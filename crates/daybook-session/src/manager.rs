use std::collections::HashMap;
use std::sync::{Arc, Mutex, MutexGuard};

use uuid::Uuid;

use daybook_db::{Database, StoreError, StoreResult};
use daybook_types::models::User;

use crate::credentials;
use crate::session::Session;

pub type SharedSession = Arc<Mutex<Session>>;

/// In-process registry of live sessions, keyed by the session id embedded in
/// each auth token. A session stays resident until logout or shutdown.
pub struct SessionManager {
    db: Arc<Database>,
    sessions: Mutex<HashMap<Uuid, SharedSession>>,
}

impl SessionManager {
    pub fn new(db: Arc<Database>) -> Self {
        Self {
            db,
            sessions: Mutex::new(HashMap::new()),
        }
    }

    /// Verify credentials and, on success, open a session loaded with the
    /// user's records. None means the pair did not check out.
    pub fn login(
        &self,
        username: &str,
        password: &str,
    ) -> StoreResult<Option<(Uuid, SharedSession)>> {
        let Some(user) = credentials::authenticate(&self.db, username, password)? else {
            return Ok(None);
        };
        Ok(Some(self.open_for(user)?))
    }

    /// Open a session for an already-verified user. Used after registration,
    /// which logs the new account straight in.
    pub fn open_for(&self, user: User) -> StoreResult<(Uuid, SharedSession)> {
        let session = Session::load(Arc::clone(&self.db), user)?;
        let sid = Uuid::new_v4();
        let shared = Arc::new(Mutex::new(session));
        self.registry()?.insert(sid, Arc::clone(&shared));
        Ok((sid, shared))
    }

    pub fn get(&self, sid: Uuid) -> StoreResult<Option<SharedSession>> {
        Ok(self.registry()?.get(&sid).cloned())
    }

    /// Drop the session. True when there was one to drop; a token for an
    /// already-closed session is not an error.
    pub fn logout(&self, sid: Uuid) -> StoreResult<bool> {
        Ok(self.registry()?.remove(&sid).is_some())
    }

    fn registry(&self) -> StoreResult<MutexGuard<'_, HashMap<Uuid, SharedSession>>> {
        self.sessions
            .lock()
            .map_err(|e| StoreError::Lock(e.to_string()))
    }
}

* * *

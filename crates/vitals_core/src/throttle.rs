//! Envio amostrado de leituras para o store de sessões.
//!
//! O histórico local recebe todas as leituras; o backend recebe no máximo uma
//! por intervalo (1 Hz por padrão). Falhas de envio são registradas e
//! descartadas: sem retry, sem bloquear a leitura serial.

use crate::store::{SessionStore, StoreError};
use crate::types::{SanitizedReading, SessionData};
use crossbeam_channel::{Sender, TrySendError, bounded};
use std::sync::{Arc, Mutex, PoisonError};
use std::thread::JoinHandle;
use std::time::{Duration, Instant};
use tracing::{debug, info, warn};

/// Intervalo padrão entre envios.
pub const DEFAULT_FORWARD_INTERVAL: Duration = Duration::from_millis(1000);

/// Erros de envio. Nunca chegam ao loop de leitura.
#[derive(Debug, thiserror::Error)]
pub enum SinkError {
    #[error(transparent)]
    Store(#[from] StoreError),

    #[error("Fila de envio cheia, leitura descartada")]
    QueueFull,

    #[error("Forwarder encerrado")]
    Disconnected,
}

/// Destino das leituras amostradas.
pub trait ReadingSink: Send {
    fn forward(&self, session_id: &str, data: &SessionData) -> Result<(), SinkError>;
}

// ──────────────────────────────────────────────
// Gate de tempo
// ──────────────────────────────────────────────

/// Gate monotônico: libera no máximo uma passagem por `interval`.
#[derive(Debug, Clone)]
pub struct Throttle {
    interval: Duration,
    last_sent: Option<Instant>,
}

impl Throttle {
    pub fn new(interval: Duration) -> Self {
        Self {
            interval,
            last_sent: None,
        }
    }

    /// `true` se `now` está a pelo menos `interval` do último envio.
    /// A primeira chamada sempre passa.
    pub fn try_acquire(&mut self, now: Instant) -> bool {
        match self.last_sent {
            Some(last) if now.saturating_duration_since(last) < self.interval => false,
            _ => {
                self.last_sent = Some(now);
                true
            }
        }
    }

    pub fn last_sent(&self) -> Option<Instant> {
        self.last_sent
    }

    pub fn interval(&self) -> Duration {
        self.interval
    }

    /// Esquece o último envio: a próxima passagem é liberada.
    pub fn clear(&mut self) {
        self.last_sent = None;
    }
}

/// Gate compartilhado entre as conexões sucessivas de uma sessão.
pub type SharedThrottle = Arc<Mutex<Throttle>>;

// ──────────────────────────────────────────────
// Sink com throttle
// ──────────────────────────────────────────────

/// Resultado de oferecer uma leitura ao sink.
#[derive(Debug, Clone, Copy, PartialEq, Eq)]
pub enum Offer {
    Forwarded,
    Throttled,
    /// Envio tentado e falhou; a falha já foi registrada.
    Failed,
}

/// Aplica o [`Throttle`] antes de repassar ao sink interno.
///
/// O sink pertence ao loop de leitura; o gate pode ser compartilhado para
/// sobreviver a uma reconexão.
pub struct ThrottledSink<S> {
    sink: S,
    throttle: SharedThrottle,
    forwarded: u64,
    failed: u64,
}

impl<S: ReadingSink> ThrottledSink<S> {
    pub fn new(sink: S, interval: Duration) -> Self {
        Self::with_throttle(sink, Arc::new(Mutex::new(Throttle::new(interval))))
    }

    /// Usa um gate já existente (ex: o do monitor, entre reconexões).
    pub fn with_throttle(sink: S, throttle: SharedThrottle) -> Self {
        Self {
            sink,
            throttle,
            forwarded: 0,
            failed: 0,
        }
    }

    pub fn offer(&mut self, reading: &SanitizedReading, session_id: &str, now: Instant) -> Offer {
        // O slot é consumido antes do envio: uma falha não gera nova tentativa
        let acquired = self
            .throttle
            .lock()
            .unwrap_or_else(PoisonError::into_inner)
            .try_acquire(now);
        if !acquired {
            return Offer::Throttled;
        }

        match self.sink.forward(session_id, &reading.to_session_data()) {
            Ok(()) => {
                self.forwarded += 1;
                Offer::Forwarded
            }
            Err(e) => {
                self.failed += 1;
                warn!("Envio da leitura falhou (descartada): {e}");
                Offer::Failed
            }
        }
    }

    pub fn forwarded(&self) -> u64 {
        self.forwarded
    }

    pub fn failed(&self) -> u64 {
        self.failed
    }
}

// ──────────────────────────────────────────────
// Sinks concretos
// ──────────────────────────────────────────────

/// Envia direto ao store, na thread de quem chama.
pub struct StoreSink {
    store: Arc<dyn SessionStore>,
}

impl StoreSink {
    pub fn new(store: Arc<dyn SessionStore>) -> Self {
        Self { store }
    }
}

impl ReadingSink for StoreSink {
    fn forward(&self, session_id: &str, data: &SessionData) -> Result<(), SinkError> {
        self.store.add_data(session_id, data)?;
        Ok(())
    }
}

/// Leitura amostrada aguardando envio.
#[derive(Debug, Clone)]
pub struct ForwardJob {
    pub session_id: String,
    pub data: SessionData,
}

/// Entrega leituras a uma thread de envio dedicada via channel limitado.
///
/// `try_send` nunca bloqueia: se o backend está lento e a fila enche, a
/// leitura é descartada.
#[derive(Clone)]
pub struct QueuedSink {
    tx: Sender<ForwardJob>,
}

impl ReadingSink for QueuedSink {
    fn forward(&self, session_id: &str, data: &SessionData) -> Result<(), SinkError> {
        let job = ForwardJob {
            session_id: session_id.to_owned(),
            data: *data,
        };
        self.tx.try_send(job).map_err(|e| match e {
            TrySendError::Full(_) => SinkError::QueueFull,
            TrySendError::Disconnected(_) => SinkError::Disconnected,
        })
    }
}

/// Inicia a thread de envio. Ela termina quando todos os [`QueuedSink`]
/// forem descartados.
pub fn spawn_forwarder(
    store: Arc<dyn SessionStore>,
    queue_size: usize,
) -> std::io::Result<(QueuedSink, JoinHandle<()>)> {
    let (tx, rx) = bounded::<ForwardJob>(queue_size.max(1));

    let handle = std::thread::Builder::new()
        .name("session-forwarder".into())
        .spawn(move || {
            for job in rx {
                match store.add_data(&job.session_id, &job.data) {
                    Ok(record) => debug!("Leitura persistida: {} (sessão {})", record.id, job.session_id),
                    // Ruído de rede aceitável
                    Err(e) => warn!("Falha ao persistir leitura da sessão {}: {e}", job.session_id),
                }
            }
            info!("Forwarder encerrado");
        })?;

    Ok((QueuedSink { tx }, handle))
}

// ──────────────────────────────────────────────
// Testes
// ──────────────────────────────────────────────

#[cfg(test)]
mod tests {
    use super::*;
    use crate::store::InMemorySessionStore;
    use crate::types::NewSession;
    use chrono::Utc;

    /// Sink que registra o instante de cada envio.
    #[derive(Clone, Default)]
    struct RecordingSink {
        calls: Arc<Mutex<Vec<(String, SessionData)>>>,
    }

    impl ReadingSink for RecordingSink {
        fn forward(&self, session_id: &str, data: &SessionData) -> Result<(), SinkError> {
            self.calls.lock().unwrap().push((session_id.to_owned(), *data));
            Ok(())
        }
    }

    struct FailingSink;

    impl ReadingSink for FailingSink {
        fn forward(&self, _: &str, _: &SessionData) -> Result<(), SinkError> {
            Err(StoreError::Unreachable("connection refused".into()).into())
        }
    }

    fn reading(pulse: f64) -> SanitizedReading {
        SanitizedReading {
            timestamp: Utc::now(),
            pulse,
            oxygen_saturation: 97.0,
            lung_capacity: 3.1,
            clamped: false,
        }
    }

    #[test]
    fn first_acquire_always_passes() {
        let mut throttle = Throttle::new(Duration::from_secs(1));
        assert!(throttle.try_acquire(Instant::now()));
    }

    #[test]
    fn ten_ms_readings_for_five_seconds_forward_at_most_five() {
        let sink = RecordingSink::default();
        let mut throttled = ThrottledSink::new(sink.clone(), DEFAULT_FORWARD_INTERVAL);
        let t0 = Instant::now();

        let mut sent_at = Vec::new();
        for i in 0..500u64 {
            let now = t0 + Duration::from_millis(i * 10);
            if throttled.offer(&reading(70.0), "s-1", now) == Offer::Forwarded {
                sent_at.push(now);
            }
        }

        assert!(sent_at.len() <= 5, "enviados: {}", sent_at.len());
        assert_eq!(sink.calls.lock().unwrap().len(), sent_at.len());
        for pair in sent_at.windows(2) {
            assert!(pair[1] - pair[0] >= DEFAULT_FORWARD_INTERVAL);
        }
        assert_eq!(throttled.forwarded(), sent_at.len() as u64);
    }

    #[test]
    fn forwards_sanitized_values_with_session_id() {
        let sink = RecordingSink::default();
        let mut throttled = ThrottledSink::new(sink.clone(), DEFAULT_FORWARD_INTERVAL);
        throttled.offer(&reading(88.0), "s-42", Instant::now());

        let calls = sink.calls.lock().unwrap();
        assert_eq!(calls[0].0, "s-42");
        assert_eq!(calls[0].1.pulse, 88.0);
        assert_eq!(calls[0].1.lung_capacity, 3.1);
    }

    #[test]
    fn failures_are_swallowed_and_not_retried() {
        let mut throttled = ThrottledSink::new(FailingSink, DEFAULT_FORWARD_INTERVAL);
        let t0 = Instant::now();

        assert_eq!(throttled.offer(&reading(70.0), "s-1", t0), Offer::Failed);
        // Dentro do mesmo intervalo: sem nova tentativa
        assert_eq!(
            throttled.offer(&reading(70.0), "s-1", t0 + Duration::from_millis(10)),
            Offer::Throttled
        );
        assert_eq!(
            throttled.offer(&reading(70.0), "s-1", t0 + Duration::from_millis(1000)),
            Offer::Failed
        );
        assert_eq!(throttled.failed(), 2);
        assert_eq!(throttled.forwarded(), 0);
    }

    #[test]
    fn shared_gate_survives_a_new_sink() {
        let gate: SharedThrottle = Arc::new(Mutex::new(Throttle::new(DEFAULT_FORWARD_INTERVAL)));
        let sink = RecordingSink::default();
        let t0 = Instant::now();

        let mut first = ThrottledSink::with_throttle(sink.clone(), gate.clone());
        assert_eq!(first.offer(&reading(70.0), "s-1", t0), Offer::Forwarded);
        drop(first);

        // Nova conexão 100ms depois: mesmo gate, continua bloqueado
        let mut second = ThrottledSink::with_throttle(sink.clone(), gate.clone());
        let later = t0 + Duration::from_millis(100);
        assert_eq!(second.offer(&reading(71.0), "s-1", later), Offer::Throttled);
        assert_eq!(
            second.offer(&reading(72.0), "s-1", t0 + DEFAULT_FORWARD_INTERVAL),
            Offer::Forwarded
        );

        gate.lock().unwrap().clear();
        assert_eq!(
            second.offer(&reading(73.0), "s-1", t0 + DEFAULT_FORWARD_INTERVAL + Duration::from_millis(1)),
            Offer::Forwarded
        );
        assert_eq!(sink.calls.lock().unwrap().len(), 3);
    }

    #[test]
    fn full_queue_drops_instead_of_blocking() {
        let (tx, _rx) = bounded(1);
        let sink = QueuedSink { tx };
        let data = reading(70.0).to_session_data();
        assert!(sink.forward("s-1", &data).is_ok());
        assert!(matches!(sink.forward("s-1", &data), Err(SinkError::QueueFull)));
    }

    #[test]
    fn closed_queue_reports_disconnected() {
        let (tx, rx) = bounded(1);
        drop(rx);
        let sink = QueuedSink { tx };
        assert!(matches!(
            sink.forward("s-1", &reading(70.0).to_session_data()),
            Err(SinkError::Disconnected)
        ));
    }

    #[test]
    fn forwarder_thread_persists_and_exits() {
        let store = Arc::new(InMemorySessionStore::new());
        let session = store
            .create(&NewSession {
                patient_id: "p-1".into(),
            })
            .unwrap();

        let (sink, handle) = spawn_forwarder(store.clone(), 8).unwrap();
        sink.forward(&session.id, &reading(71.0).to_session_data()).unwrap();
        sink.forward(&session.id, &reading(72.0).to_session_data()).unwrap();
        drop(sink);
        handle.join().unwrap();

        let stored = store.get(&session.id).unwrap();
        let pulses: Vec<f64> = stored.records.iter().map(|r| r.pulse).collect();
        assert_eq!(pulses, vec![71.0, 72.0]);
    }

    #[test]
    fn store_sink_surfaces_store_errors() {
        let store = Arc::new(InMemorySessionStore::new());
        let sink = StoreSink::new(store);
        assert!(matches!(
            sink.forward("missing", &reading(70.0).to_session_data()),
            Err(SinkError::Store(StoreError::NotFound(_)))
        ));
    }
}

| Activity |
In the records above, find each line that holds the word "para"; copy all such lines.

| Answer to this problem |
//! Envio amostrado de leituras para o store de sessões.
/// O sink pertence ao loop de leitura; o gate pode ser compartilhado para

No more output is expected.